## What to produce
Exactly and only the lines from the one containing "trimmed.parse::<f64>().unwrap_or(f64::NAN)" through the close of the entries below are to be set down.

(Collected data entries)
━━━
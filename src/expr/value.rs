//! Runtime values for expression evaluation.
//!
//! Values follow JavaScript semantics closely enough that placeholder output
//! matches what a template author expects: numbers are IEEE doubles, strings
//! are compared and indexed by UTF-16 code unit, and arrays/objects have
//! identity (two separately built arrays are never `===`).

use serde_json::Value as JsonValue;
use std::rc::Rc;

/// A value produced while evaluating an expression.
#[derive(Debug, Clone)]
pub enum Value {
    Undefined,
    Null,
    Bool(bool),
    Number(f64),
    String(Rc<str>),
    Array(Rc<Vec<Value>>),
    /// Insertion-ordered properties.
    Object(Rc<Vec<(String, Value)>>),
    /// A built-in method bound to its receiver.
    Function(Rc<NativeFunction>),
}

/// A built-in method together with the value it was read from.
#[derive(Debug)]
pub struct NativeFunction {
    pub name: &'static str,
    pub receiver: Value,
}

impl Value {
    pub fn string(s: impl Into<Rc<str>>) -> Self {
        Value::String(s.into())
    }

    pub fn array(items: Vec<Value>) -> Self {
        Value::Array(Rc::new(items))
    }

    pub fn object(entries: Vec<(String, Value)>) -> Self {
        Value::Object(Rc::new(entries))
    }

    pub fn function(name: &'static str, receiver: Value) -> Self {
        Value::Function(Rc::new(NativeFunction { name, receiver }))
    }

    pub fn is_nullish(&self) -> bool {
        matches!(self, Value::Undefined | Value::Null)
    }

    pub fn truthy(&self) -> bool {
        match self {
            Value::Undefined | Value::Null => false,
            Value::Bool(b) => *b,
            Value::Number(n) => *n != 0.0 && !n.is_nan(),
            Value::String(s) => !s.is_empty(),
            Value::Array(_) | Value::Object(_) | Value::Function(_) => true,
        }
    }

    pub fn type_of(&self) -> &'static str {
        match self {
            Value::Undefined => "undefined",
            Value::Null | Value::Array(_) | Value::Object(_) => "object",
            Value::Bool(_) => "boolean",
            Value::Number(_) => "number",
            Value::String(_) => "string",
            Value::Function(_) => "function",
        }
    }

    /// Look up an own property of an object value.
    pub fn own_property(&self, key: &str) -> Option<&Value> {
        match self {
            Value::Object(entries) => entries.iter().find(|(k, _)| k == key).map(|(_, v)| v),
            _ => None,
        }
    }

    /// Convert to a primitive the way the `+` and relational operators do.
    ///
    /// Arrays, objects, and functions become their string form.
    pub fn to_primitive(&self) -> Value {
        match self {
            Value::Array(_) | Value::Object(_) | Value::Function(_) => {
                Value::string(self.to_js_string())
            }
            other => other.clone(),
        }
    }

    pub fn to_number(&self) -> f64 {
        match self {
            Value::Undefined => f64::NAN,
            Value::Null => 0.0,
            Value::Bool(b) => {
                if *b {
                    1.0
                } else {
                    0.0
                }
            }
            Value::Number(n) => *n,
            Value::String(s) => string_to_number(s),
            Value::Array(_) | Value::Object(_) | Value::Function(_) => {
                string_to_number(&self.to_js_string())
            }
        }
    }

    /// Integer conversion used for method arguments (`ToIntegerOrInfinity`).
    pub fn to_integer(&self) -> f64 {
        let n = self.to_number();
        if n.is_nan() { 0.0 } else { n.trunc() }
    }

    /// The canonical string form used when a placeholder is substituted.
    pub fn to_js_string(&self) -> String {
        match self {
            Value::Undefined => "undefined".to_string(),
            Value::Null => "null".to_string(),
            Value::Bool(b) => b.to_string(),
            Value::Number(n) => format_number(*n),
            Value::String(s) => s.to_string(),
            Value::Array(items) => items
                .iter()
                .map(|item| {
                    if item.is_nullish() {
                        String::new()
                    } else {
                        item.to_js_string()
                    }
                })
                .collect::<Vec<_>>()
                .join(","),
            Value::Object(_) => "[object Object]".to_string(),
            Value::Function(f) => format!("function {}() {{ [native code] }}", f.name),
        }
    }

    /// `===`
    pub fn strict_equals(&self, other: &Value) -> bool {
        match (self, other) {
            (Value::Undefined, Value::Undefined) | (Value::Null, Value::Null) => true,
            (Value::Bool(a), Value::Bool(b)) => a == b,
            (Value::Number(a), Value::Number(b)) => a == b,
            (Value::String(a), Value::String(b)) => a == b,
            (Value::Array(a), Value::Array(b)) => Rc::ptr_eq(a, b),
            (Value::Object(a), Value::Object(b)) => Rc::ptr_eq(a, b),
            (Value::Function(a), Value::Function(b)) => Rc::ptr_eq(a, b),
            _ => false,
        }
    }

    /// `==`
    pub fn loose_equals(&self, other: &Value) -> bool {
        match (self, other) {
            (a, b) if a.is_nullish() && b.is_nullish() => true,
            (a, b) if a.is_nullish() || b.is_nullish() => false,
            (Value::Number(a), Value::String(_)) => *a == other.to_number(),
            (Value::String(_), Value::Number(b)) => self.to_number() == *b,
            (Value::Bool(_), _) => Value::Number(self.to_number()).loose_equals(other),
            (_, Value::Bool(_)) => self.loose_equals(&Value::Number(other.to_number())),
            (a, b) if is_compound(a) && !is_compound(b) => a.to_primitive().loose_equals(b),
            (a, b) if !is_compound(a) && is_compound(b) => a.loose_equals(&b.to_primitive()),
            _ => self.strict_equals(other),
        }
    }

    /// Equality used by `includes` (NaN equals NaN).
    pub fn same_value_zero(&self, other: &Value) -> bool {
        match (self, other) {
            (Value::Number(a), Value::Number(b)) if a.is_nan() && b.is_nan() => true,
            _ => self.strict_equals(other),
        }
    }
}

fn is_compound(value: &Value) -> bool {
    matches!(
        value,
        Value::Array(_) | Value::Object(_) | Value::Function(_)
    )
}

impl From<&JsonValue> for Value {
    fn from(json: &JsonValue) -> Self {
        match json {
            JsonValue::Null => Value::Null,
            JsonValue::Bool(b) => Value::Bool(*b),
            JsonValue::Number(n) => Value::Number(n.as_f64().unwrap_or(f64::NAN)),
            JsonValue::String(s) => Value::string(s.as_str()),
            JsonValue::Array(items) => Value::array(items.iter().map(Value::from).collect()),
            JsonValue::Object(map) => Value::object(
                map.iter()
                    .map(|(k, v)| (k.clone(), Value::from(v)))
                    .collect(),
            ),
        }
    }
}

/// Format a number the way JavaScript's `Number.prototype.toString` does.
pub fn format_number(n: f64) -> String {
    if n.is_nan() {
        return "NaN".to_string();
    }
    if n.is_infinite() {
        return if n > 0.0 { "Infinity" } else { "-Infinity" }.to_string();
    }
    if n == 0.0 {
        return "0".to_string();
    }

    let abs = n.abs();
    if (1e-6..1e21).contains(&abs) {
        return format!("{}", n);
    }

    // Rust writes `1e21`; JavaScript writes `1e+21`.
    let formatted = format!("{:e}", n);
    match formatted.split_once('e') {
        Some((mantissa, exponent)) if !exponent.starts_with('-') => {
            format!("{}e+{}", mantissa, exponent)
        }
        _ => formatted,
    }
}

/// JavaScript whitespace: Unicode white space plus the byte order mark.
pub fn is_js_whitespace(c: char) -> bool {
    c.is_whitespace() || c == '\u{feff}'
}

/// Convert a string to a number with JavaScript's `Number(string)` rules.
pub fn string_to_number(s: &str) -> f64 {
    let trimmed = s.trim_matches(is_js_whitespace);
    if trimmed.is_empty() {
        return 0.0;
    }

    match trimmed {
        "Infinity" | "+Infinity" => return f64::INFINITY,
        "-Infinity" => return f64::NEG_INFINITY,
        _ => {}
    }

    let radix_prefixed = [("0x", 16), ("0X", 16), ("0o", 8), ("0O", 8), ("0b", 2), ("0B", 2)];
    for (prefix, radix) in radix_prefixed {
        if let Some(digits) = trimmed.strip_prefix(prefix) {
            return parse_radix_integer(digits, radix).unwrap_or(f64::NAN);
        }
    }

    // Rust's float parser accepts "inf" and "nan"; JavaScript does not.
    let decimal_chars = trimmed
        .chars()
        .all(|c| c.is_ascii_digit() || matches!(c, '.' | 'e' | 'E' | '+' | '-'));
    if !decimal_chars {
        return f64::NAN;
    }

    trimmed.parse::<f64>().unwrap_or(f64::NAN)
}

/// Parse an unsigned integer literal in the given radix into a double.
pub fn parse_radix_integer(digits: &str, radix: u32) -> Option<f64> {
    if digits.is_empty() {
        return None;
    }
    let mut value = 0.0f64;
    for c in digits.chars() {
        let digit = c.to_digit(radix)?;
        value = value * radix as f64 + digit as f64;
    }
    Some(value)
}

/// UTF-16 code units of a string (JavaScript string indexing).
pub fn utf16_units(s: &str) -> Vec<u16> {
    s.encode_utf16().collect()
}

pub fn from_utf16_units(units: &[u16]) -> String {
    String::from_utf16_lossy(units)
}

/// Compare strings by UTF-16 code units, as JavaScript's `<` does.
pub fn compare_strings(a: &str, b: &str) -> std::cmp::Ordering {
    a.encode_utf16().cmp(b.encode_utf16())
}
━━━
## Answer box
    trimmed.parse::<f64>().unwrap_or(f64::NAN)
}

/// Parse an unsigned integer literal in the given radix into a double.
pub fn parse_radix_integer(digits: &str, radix: u32) -> Option<f64> {
    if digits.is_empty() {
        return None;
    }
    let mut value = 0.0f64;
    for c in digits.chars() {
        let digit = c.to_digit(radix)?;
        value = value * radix as f64 + digit as f64;
    }
    Some(value)
}

/// UTF-16 code units of a string (JavaScript string indexing).
pub fn utf16_units(s: &str) -> Vec<u16> {
    s.encode_utf16().collect()
}

pub fn from_utf16_units(units: &[u16]) -> String {
    String::from_utf16_lossy(units)
}

/// Compare strings by UTF-16 code units, as JavaScript's `<` does.
pub fn compare_strings(a: &str, b: &str) -> std::cmp::Ordering {
    a.encode_utf16().cmp(b.encode_utf16())
}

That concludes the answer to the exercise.